Death and stroke risks after surgical aortic valve replacement: A real world perspective
With a rapidly rising proportion of aging population, aortic stenosis (AS) represents one of the most common valvular heart diseases affecting adults in the US and accounts for at least 92,000 aortic valve replacements (AVR) annually in the US. Surgical AVR has been traditionally regarded as the treatment of choice for patients with severe symptomatic AS, who do not have a prohibitive risk for open heart surgery due to advancing age or other concomitant comorbidities. The current literature provides heterogeneous rates of adverse complications including in-hospital death and stroke following surgical AVR. This heterogeneity encountered in the literature especially from the clinical trials raises an issue whether real life stroke rate after surgical AVR in high-risk patients might as well be different from what is encountered in the trial setting. To that end, we aimed to assess the incidence of in-hospital death and adverse neurological events (including stroke and transient ischemic attacks) following surgical AVR (with or without coronary artery bypass grafting surgery), especially among the elderly and the high-risk patients, utilizing a large representative nationwide population sample of hospital discharges.
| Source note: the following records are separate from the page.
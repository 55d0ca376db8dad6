// Licensed to the Apache Software Foundation (ASF) under one
// or more contributor license agreements.  See the NOTICE file
// distributed with this work for additional information
// regarding copyright ownership.  The ASF licenses this file
// to you under the Apache License, Version 2.0 (the
// "License"); you may not use this file except in compliance
// with the License.  You may obtain a copy of the License at
//
//   http://www.apache.org/licenses/LICENSE-2.0
//
// Unless required by applicable law or agreed to in writing,
// software distributed under the License is distributed on an
// "AS IS" BASIS, WITHOUT WARRANTIES OR CONDITIONS OF ANY
// KIND, either express or implied.  See the License for the
// specific language governing permissions and limitations
// under the License.

//! The state-machine host: one machine per live task id, a single
//! `change_state` entry point for agent updates, placement results and
//! operator transitions, and the interpreter that applies emitted
//! [`WorkCommand`]s inside the enclosing storage transaction.

use std::sync::Arc;
use std::time::Duration;

use async_trait::async_trait;
use dashmap::DashMap;
use futures::future::join_all;
use log::{debug, info, warn};
use rand::Rng;
use uuid::Uuid;

use borealis_core::clock::Clock;
use borealis_core::error::{BorealisError, Result};
use borealis_core::model::{
    AssignedTask, HostOffer, ScheduledTask, TaskEvent, TaskQuery, TaskState,
};

use crate::config::SchedulerConfig;
use crate::metrics::SchedulerMetricsCollector;
use crate::state::task_state_machine::{
    transition, TaskStateMachine, TransitionContext, TransitionOutcome, WorkCommand,
};
use crate::storage::{TransactionalStorage, WriteTxn};

/// Seam to the cluster manager: launching an assigned task against a
/// reserved offer and killing a remote process.
#[async_trait]
pub trait TaskLauncher: Send + Sync + 'static {
    async fn launch_task(&self, offer: &HostOffer, task: &AssignedTask) -> Result<()>;

    async fn kill_task(&self, task_id: &str) -> Result<()>;
}

/// A committed state change, reported to the event bus so the scheduling
/// loop and the maintenance controller can react.
#[derive(Debug, Clone, PartialEq)]
pub struct StateChange {
    pub task_id: String,
    pub from: TaskState,
    pub to: TaskState,
    pub slave_host: Option<String>,
    /// Set when the record was removed rather than updated.
    pub deleted: bool,
}

/// Side effects accumulated while a transaction is open and applied after it
/// commits: machine-map sync, agent kills, replacement tasks entering the
/// scheduling loop.
#[derive(Debug, Default)]
pub struct TxnSideEffects {
    pub changes: Vec<StateChange>,
    pub kills: Vec<String>,
}

pub struct TaskManager {
    storage: Arc<TransactionalStorage>,
    launcher: Arc<dyn TaskLauncher>,
    clock: Arc<dyn Clock>,
    metrics: Arc<dyn SchedulerMetricsCollector>,
    config: SchedulerConfig,
    machines: DashMap<String, TaskStateMachine>,
}

impl TaskManager {
    pub fn new(
        storage: Arc<TransactionalStorage>,
        launcher: Arc<dyn TaskLauncher>,
        clock: Arc<dyn Clock>,
        metrics: Arc<dyn SchedulerMetricsCollector>,
        config: SchedulerConfig,
    ) -> Self {
        Self {
            storage,
            launcher,
            clock,
            metrics,
            config,
            machines: DashMap::new(),
        }
    }

    /// Rebuild the machine map from recovered storage. Called once, before
    /// the scheduling loop is armed.
    pub fn seed_machines(&self) {
        self.machines.clear();
        self.storage.read(|stores| {
            for task in stores.tasks.values() {
                self.machines.insert(
                    task.task_id().to_owned(),
                    TaskStateMachine::new(task.task_id(), task.status),
                );
            }
        });
        info!("Seeded {} task state machines", self.machines.len());
    }

    pub fn machine_state(&self, task_id: &str) -> Option<TaskState> {
        self.machines.get(task_id).map(|m| m.state())
    }

    pub fn live_machine_count(&self) -> usize {
        self.machines.len()
    }

    /// Drive a single task toward `target` in its own transaction.
    pub async fn change_state(
        &self,
        task_id: &str,
        target: TaskState,
        message: Option<String>,
    ) -> Result<Vec<StateChange>> {
        let mut effects = TxnSideEffects::default();
        self.storage
            .write(|txn| {
                self.apply_transition(txn, task_id, target, message, None, &mut effects)
            })
            .await?;
        Ok(self.finish(effects).await)
    }

    /// Drive every task matching `query` toward `target` in one transaction.
    /// Fails with `InvalidRequest` when nothing matches.
    pub async fn change_states_matching(
        &self,
        query: &TaskQuery,
        target: TaskState,
        message: Option<String>,
    ) -> Result<(Vec<String>, Vec<StateChange>)> {
        let mut effects = TxnSideEffects::default();
        let matched = self
            .storage
            .write(|txn| {
                let matched = txn.fetch_tasks(query);
                if matched.is_empty() {
                    return Err(BorealisError::InvalidRequest(
                        "No tasks found that match the query".to_owned(),
                    ));
                }
                for task in &matched {
                    self.apply_transition(
                        txn,
                        task.task_id(),
                        target,
                        message.clone(),
                        None,
                        &mut effects,
                    )?;
                }
                Ok(matched
                    .iter()
                    .map(|t| t.task_id().to_owned())
                    .collect::<Vec<_>>())
            })
            .await?;
        let changes = self.finish(effects).await;
        Ok((matched, changes))
    }

    /// Transition matched tasks toward KILLING and wait, with bounded
    /// exponential backoff, for all of them to reach a terminal state or be
    /// deleted. Exhausting the budget surfaces `Timeout`; the KILLING states
    /// stand.
    pub async fn kill_tasks(
        &self,
        query: &TaskQuery,
        message: Option<String>,
    ) -> Result<Vec<StateChange>> {
        let (matched, changes) = self
            .change_states_matching(query, TaskState::Killing, message)
            .await?;
        self.await_terminal(&matched).await?;
        Ok(changes)
    }

    async fn await_terminal(&self, task_ids: &[String]) -> Result<()> {
        let mut backoff_ms = self.config.kill_task_initial_backoff_ms;
        let mut waited_ms = 0u64;

        loop {
            let outstanding = self.storage.read(|stores| {
                task_ids
                    .iter()
                    .filter(|id| {
                        stores
                            .fetch_task(id)
                            .map(|t| !t.status.is_terminal())
                            .unwrap_or(false)
                    })
                    .count()
            });
            if outstanding == 0 {
                return Ok(());
            }
            if waited_ms >= self.config.kill_task_max_wait_ms {
                return Err(BorealisError::Timeout(format!(
                    "Timed out waiting for {outstanding} tasks to transition to a terminal state"
                )));
            }

            let jitter = rand::thread_rng().gen_range(0..=backoff_ms / 4 + 1);
            let sleep_ms = (backoff_ms + jitter)
                .min(self.config.kill_task_max_wait_ms - waited_ms);
            debug!("{outstanding} killed tasks still live, backing off {sleep_ms}ms");
            tokio::time::sleep(Duration::from_millis(sleep_ms)).await;
            waited_ms += sleep_ms;
            backoff_ms = (backoff_ms * 2).min(self.config.kill_task_max_backoff_ms);
        }
    }

    /// Apply a transition inside an open transaction. The optional
    /// `mutation` runs against the task's assignment when the new state is
    /// persisted (placement uses it to record the host and ports).
    pub fn apply_transition(
        &self,
        txn: &mut WriteTxn,
        task_id: &str,
        target: TaskState,
        message: Option<String>,
        mutation: Option<&dyn Fn(&mut AssignedTask)>,
        effects: &mut TxnSideEffects,
    ) -> Result<bool> {
        let Some(task) = txn.fetch_task(task_id).cloned() else {
            // An agent acknowledged a task this scheduler has no record of.
            if matches!(
                target,
                TaskState::Assigned | TaskState::Starting | TaskState::Running
            ) {
                warn!("Agent reported unknown task {task_id} as {target}, killing it");
                effects.kills.push(task_id.to_owned());
            } else {
                debug!("Dropping {target} update for unknown task {task_id}");
            }
            return Ok(false);
        };

        let ctx = TransitionContext {
            is_service: task.config().is_service,
            failure_count: task.failure_count,
            max_task_failures: task.config().max_task_failures,
        };

        match transition(task.status, target, ctx) {
            TransitionOutcome::Noop => Ok(false),
            TransitionOutcome::Illegal { commands } => {
                self.metrics
                    .record_illegal_transition(task_id, task.status, target);
                for command in commands {
                    if command == WorkCommand::Kill {
                        effects.kills.push(task_id.to_owned());
                    }
                }
                Ok(false)
            }
            TransitionOutcome::Progress { target, commands } => {
                let from = task.status;
                let mut updated = task;
                let mut deleted = false;

                for command in commands {
                    match command {
                        WorkCommand::Kill => effects.kills.push(task_id.to_owned()),
                        WorkCommand::IncrementFailures => updated.failure_count += 1,
                        WorkCommand::UpdateState => {
                            if let Some(mutate) = mutation {
                                mutate(&mut updated.assigned);
                            }
                            updated.status = target;
                            updated.task_events.push(TaskEvent {
                                timestamp_ms: self.clock.now_millis(),
                                status: target,
                                message: message.clone(),
                                scheduler_host: Some(
                                    self.config.scheduler_host.clone(),
                                ),
                            });
                            txn.save_tasks(vec![updated.clone()]);
                        }
                        WorkCommand::Delete => {
                            txn.remove_tasks(vec![task_id.to_owned()]);
                            deleted = true;
                        }
                        WorkCommand::Reschedule => {
                            let replacement = self.synthesize_replacement(&updated);
                            effects.changes.push(StateChange {
                                task_id: replacement.task_id().to_owned(),
                                from: TaskState::Init,
                                to: TaskState::Pending,
                                slave_host: None,
                                deleted: false,
                            });
                            txn.save_tasks(vec![replacement]);
                        }
                    }
                }

                self.metrics.record_state_transition(from, target);
                effects.changes.push(StateChange {
                    task_id: task_id.to_owned(),
                    from,
                    to: target,
                    slave_host: updated.assigned.slave_host.clone(),
                    deleted,
                });
                Ok(true)
            }
        }
    }

    /// Create a brand-new task for `instance_id` of `config` inside an open
    /// transaction. The machine starts at INIT and is immediately driven to
    /// PENDING so the creation flows through the same transition machinery
    /// as everything else.
    pub fn create_task(
        &self,
        txn: &mut WriteTxn,
        config: &borealis_core::model::TaskConfig,
        instance_id: u32,
        effects: &mut TxnSideEffects,
    ) -> Result<String> {
        let task_id = Uuid::new_v4().to_string();
        let task = ScheduledTask {
            assigned: AssignedTask::new(task_id.clone(), instance_id, config.clone()),
            status: TaskState::Init,
            failure_count: 0,
            ancestor_id: None,
            task_events: vec![],
        };
        txn.save_tasks(vec![task]);
        self.apply_transition(
            txn,
            &task_id,
            TaskState::Pending,
            Some("Task created".to_owned()),
            None,
            effects,
        )?;
        Ok(task_id)
    }

    /// A reschedule is a new task record with a fresh id, the same config
    /// and instance, the ancestor chain extended, and the failure count
    /// carried over so `max_task_failures` bounds the whole chain.
    fn synthesize_replacement(&self, ancestor: &ScheduledTask) -> ScheduledTask {
        let task_id = Uuid::new_v4().to_string();
        debug!(
            "Rescheduling task {} as {} (instance {} of {})",
            ancestor.task_id(),
            task_id,
            ancestor.assigned.instance_id,
            ancestor.job_key()
        );
        ScheduledTask {
            assigned: AssignedTask::new(
                task_id,
                ancestor.assigned.instance_id,
                ancestor.config().clone(),
            ),
            status: TaskState::Pending,
            failure_count: ancestor.failure_count,
            ancestor_id: Some(ancestor.task_id().to_owned()),
            task_events: vec![TaskEvent {
                timestamp_ms: self.clock.now_millis(),
                status: TaskState::Pending,
                message: Some(format!("Rescheduled from {}", ancestor.task_id())),
                scheduler_host: Some(self.config.scheduler_host.clone()),
            }],
        }
    }

    /// Sync the machine map and dispatch agent kills for a committed
    /// transaction, returning the committed changes.
    pub async fn finish(&self, effects: TxnSideEffects) -> Vec<StateChange> {
        for change in &effects.changes {
            if change.deleted {
                self.machines.remove(&change.task_id);
            } else {
                self.machines.insert(
                    change.task_id.clone(),
                    TaskStateMachine::new(&change.task_id, change.to),
                );
            }
        }

        let kills: Vec<_> = effects
            .kills
            .iter()
            .map(|task_id| {
                let launcher = self.launcher.clone();
                let task_id = task_id.clone();
                async move {
                    if let Err(e) = launcher.kill_task(&task_id).await {
                        warn!("Failed to send kill for task {task_id}: {e}");
                    }
                }
            })
            .collect();
        join_all(kills).await;

        effects.changes
    }

    /// Initial delay applied to a task re-entering the scheduling loop after
    /// failover, bounded random to avoid a thundering herd.
    pub fn startup_reschedule_delay_ms(&self) -> u64 {
        let bound = self.config.max_startup_reschedule_delay_ms.max(1);
        rand::thread_rng().gen_range(0..bound)
    }
}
Over a 10-year study period (2002-2011), a total of 104699 admissions occurred with AVR during the period of hospitalization. The current study is one of the largest studies to meticulously characterize the incidence rates of in-hospital death and adverse neurological events among patients undergoing surgical AVR, especially among the elderly and the high-risk patients. The incidence of in-hospital death was 3.0% and 5.1% among patients undergoing isolated AVR and AVR+ bypass surgery respectively. The incidence of any adverse neurological event was 2.0% and 2.9% among patients undergoing isolated AVR and AVR+ bypass surgery respectively. The incidence of in-hospital mortality was as high as 5.7% and 7.4% among patients aged > 85 years undergoing isolated AVR and AVR+ bypass surgery respectively. Similarly, the incidence of any adverse neurologic event was 3.2% and 3.6% among patients aged > 85 years undergoing isolated AVR and AVR+ bypass surgery respectively. In this large real-world study of patients undergoing AVR, we demonstrated a progressive increase in hospital death and neurological events with increasing age (Figure). In our study, we were able to calculate predicted mortality on all patients based on age, gender, concomitant comorbidities and important hospital characteristics available in the database. We demonstrated a significantly higher risk of adverse neurological events among the high-risk cohort as compared to the low-risk cohort. Among patients undergoing isolated AVR, the incidence of any adverse neurological event was 1.8% and 4.8% in the low-risk and the high-risk cohorts respectively. Similarly, among patients undergoing AVR+ bypass surgery, the incidence of any adverse neurological event was 2.7% and 5.4% in the low-risk and the high-risk cohorts respectively. Furthermore, we observed that high volume centers demonstrated better outcomes compared to low volume centers.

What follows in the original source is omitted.